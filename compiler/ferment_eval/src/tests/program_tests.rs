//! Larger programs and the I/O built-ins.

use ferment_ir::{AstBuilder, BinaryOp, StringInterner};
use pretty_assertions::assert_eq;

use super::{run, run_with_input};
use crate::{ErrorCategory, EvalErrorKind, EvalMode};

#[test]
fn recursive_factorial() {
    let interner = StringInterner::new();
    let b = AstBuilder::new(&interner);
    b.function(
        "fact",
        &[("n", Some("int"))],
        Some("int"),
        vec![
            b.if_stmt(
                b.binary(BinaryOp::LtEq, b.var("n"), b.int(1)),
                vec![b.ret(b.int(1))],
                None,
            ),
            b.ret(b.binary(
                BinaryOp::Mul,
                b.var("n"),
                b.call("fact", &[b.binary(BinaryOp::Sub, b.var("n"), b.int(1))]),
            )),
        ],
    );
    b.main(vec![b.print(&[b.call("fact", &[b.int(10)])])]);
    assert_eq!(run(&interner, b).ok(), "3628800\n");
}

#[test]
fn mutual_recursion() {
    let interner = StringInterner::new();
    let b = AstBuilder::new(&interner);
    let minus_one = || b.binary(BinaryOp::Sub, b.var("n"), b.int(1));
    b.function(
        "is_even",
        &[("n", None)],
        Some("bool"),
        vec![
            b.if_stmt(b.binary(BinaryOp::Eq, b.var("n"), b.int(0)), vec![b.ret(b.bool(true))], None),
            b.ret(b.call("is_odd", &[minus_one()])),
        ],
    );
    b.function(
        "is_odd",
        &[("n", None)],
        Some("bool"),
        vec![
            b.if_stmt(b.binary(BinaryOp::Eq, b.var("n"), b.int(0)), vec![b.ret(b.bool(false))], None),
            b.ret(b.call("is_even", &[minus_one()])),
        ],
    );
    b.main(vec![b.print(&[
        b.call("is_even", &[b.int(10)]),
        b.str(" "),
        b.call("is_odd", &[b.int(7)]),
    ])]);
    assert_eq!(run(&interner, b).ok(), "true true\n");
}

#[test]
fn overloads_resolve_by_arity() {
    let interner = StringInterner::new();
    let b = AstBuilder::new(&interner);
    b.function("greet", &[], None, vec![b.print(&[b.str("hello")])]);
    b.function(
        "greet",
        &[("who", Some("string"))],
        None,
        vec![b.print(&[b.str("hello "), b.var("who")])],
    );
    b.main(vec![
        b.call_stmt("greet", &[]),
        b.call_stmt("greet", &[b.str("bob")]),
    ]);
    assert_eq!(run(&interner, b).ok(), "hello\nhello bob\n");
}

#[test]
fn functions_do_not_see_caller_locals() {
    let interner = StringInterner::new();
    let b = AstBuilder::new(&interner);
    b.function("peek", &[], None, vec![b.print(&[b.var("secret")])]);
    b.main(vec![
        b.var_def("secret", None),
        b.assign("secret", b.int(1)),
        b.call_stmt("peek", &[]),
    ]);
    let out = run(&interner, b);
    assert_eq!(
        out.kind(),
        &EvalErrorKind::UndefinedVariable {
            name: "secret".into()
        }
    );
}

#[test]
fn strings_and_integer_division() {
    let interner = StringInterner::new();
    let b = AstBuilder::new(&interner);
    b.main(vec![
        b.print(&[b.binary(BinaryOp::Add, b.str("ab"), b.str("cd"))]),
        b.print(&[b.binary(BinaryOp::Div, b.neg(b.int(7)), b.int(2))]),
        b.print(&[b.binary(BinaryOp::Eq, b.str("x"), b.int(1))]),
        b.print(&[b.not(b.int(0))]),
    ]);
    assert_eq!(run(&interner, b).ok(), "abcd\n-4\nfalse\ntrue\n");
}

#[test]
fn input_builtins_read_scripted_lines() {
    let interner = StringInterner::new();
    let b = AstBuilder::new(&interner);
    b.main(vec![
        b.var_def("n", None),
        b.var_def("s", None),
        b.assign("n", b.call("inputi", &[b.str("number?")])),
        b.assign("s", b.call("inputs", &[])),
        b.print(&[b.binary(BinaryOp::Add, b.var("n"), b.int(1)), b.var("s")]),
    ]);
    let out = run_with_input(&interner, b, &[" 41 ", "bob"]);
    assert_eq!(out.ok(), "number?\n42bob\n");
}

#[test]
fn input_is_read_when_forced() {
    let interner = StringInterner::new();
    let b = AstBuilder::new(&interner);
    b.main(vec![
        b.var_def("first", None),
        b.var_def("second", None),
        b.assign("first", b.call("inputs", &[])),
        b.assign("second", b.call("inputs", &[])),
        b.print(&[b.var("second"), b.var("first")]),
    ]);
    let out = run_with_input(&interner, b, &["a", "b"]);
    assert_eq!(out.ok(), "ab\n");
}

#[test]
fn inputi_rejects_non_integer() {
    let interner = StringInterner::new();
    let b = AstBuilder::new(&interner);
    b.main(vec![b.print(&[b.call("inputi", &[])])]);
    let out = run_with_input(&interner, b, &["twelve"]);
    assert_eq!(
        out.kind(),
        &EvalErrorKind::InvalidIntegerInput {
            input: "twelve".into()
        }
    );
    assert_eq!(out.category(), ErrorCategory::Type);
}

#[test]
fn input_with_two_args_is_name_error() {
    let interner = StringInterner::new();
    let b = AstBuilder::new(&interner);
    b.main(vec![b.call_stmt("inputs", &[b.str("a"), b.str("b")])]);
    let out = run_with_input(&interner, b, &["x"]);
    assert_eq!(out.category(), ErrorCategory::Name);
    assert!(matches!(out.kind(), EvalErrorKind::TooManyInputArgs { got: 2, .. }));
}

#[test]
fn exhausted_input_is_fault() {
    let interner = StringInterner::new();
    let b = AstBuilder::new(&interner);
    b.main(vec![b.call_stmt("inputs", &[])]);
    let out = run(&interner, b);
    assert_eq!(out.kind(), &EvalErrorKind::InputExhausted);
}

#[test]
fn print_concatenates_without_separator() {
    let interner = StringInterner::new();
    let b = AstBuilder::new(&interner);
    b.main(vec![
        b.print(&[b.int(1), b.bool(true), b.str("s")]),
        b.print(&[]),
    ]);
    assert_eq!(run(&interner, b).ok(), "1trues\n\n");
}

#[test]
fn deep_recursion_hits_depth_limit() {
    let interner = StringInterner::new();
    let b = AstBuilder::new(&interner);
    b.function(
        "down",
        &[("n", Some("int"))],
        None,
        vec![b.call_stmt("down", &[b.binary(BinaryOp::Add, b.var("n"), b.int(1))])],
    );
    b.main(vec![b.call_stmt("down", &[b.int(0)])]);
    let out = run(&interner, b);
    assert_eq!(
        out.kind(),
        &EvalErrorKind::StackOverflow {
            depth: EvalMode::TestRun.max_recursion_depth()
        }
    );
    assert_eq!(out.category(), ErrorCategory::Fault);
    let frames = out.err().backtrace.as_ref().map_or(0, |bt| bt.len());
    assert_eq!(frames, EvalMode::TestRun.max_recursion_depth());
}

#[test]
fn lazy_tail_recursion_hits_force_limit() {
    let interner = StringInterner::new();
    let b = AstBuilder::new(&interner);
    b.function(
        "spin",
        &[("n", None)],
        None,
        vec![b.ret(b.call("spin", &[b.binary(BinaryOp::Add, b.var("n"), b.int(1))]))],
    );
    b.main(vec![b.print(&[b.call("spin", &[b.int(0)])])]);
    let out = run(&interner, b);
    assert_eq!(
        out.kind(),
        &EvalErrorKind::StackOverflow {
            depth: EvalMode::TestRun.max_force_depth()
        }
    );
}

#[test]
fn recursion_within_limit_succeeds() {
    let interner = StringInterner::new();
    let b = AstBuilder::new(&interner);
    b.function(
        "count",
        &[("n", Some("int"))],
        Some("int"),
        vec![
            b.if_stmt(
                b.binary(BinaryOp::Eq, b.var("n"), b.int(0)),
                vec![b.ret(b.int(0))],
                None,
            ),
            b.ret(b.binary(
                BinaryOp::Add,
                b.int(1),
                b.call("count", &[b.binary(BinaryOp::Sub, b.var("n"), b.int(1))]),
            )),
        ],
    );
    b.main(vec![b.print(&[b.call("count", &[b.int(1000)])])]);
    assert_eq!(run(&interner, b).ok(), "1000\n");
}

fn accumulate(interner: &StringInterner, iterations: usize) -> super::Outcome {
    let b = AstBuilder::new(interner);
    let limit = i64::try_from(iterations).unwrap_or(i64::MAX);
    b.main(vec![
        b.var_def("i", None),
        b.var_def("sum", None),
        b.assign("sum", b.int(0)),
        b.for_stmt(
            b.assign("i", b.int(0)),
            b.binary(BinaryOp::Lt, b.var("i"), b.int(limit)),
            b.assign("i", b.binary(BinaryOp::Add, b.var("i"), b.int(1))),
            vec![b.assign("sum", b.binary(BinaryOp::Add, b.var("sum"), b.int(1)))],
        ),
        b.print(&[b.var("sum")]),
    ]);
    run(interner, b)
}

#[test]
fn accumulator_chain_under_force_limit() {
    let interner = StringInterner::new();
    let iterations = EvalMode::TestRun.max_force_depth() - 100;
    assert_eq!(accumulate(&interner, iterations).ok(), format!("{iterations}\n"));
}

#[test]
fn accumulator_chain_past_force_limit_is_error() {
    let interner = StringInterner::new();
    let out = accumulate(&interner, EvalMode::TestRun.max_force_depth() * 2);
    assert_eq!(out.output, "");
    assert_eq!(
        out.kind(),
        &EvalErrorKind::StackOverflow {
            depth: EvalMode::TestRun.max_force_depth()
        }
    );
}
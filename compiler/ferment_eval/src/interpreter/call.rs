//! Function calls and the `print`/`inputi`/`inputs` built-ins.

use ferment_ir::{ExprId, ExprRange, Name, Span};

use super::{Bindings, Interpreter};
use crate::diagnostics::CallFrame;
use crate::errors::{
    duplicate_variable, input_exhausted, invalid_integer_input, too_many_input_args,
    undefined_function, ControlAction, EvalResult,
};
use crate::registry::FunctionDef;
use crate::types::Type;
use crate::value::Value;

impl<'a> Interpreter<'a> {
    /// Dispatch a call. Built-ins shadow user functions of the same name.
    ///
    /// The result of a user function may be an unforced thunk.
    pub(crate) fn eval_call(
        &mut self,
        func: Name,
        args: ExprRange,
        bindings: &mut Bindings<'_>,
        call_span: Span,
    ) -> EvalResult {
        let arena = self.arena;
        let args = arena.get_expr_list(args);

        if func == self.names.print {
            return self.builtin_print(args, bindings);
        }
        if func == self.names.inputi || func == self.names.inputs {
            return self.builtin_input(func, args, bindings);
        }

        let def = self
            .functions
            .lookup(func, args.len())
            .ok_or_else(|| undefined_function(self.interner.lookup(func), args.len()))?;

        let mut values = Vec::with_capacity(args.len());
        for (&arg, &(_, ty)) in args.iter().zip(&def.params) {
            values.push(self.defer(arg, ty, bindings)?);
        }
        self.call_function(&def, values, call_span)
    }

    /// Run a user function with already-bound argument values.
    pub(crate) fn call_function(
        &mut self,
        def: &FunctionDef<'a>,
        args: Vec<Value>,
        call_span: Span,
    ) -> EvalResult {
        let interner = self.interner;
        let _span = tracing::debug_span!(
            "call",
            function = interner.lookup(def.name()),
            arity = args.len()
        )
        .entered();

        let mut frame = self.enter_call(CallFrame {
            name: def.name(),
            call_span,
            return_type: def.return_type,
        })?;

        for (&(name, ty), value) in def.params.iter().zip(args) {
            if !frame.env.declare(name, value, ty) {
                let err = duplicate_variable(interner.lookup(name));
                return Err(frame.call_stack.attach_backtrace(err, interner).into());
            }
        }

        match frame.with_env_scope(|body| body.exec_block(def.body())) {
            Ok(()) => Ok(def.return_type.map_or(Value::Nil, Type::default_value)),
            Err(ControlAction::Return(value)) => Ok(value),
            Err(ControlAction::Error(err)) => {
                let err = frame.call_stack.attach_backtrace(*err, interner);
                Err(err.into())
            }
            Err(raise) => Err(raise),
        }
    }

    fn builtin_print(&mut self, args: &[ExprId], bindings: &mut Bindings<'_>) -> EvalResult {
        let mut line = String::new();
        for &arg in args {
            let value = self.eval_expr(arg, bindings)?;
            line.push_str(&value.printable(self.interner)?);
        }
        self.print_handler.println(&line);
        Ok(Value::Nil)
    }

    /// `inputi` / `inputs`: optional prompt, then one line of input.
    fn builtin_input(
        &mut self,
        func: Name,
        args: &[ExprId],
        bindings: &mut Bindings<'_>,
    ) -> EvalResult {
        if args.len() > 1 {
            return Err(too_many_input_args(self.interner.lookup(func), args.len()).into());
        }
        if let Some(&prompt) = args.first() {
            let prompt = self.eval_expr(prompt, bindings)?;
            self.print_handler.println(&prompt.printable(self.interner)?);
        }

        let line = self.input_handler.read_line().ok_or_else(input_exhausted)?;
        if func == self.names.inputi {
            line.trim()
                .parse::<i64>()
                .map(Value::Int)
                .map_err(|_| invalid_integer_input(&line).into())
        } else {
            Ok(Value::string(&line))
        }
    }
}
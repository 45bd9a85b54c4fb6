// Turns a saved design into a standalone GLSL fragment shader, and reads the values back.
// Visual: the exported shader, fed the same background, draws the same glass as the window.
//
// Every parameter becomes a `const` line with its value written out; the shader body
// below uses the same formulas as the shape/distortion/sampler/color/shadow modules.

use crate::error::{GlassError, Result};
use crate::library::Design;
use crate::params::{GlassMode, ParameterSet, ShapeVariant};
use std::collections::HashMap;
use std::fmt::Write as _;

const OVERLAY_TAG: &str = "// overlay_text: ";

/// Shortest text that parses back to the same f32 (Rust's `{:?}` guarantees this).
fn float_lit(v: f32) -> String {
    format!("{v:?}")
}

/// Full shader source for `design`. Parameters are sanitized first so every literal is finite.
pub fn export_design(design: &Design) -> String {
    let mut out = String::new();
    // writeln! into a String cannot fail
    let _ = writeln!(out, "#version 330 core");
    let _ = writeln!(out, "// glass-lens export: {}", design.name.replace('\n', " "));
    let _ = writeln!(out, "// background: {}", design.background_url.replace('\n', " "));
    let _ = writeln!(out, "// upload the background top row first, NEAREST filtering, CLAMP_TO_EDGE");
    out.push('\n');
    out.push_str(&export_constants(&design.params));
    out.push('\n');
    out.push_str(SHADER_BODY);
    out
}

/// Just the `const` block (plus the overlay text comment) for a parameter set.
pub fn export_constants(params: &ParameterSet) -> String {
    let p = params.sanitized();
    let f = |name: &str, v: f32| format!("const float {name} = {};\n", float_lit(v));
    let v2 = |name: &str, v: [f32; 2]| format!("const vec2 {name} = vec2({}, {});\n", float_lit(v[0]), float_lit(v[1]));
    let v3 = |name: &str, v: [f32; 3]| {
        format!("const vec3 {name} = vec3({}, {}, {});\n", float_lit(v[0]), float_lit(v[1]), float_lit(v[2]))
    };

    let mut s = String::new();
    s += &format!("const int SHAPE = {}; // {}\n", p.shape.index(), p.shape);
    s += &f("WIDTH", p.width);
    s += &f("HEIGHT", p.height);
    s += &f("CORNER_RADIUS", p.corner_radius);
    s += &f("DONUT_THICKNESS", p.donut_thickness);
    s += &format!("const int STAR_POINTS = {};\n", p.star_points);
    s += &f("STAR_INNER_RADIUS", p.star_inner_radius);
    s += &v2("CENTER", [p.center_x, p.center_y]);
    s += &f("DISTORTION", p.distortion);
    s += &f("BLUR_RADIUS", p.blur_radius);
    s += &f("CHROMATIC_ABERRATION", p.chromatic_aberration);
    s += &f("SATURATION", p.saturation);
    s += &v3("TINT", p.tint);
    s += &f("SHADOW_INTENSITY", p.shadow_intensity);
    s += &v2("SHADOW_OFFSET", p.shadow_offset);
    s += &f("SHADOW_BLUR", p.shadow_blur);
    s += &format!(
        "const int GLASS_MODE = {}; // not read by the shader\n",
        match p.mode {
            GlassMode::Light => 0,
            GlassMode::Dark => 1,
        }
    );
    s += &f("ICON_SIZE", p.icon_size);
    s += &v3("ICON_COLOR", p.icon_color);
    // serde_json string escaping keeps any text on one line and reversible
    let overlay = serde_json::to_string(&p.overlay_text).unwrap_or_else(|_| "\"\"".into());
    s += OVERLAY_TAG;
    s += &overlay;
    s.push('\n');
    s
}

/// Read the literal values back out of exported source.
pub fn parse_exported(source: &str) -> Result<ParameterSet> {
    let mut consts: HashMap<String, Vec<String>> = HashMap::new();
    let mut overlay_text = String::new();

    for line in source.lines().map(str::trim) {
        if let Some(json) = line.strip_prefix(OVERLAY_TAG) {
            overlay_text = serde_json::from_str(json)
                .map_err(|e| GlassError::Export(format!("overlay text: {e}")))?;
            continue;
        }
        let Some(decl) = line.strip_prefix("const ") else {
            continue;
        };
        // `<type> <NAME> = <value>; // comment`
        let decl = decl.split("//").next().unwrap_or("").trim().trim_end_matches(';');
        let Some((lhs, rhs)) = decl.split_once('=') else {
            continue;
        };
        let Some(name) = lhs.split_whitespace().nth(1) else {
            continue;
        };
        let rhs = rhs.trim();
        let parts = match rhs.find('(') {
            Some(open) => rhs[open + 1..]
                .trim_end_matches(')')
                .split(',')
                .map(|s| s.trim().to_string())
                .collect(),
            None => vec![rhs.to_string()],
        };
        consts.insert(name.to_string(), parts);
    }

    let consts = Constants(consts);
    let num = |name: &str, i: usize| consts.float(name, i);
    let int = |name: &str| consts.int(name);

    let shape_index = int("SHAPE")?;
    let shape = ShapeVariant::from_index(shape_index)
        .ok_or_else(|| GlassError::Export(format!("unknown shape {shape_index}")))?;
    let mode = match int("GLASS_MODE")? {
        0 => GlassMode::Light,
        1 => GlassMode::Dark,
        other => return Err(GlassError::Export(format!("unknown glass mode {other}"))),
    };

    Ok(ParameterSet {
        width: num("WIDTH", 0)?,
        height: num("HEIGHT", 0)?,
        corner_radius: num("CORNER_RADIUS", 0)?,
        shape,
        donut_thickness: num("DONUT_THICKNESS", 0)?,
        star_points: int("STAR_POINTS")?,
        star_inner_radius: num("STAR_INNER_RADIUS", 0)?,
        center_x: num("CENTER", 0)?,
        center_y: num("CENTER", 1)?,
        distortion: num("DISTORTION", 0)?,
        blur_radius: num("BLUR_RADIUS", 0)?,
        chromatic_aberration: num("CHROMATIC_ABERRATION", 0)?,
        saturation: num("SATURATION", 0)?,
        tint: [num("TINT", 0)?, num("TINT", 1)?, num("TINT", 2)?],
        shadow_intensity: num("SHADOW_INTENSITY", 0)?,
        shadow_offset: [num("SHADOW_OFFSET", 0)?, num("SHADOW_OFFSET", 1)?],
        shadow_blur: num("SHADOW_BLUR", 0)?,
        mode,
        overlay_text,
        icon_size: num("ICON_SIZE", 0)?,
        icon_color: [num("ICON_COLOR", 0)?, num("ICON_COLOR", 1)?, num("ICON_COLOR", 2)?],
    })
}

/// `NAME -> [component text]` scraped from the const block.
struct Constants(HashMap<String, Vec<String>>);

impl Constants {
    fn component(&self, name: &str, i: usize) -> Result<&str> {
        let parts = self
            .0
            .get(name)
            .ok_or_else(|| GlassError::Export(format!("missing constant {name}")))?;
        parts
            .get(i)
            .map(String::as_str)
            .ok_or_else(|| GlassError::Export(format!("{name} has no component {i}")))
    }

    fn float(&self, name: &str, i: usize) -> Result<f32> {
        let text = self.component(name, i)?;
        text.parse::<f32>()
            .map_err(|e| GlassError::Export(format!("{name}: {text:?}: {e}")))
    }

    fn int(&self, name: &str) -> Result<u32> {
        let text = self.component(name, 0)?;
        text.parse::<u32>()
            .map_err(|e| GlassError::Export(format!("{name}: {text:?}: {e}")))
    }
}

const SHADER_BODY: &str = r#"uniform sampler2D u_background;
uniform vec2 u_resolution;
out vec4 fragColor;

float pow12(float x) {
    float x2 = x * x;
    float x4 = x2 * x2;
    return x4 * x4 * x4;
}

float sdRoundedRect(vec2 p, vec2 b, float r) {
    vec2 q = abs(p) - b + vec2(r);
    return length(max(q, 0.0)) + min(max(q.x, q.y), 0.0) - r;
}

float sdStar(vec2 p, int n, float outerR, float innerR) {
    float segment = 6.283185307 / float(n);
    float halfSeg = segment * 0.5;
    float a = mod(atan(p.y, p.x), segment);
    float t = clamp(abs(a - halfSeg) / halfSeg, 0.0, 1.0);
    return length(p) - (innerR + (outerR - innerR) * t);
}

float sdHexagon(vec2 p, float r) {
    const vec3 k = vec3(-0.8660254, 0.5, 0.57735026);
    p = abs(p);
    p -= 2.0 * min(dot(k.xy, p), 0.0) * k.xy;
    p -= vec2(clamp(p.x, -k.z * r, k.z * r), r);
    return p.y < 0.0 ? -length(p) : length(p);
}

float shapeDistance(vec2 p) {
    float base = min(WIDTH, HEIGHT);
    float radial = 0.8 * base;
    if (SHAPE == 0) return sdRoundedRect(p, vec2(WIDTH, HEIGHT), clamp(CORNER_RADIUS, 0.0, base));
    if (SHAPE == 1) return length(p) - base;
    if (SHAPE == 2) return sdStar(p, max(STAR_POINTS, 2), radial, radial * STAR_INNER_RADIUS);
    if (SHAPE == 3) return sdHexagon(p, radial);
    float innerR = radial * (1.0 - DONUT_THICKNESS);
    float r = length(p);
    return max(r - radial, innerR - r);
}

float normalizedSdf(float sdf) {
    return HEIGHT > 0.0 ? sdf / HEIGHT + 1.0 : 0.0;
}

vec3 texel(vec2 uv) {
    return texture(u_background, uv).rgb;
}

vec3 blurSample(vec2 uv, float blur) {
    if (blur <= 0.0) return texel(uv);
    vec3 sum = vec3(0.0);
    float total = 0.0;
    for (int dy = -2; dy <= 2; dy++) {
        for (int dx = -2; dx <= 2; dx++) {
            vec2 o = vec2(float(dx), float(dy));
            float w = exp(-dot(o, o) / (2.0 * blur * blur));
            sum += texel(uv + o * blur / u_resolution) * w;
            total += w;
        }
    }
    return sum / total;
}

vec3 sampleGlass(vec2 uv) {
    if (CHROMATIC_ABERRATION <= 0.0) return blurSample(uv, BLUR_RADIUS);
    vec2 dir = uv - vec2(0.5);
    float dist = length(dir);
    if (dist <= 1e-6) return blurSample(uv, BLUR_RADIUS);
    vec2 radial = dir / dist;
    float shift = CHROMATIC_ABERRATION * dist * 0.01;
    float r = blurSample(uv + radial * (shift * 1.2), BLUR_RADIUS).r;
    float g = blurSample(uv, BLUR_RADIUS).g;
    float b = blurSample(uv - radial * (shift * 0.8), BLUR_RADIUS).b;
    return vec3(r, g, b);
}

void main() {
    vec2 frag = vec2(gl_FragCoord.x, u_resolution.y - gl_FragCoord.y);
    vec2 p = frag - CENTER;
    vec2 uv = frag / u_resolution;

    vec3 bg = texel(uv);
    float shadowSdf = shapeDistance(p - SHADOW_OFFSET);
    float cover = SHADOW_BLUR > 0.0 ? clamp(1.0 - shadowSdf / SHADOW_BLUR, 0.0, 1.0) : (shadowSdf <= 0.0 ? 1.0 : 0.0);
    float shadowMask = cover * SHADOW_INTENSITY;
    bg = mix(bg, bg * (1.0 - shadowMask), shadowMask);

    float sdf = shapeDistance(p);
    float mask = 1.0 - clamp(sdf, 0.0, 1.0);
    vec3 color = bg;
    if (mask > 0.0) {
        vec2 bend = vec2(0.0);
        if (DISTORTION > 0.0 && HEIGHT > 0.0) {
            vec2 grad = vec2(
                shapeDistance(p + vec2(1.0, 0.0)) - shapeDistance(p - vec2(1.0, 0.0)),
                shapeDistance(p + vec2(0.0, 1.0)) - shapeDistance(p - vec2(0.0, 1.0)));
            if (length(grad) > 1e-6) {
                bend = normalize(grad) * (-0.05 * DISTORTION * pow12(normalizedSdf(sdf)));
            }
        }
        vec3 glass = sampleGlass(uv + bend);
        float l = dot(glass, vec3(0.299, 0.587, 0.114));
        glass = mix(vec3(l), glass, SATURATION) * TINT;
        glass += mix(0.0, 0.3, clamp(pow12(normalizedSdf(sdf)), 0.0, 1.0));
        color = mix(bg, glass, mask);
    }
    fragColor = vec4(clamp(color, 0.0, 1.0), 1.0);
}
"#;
────────────────────
Every line from the line containing "assert_eq!(out.category(), ErrorCategory::Type);" through the line containing "assert_eq!(out.kind(), &EvalErrorKind::InputExhausted);" in the records above must be retyped exactly. Leave out the rest.

RESULT OF THE EXERCISE:
    assert_eq!(out.category(), ErrorCategory::Type);
}

#[test]
fn input_with_two_args_is_name_error() {
    let interner = StringInterner::new();
    let b = AstBuilder::new(&interner);
    b.main(vec![b.call_stmt("inputs", &[b.str("a"), b.str("b")])]);
    let out = run_with_input(&interner, b, &["x"]);
    assert_eq!(out.category(), ErrorCategory::Name);
    assert!(matches!(out.kind(), EvalErrorKind::TooManyInputArgs { got: 2, .. }));
}

#[test]
fn exhausted_input_is_fault() {
    let interner = StringInterner::new();
    let b = AstBuilder::new(&interner);
    b.main(vec![b.call_stmt("inputs", &[])]);
    let out = run(&interner, b);
    assert_eq!(out.kind(), &EvalErrorKind::InputExhausted);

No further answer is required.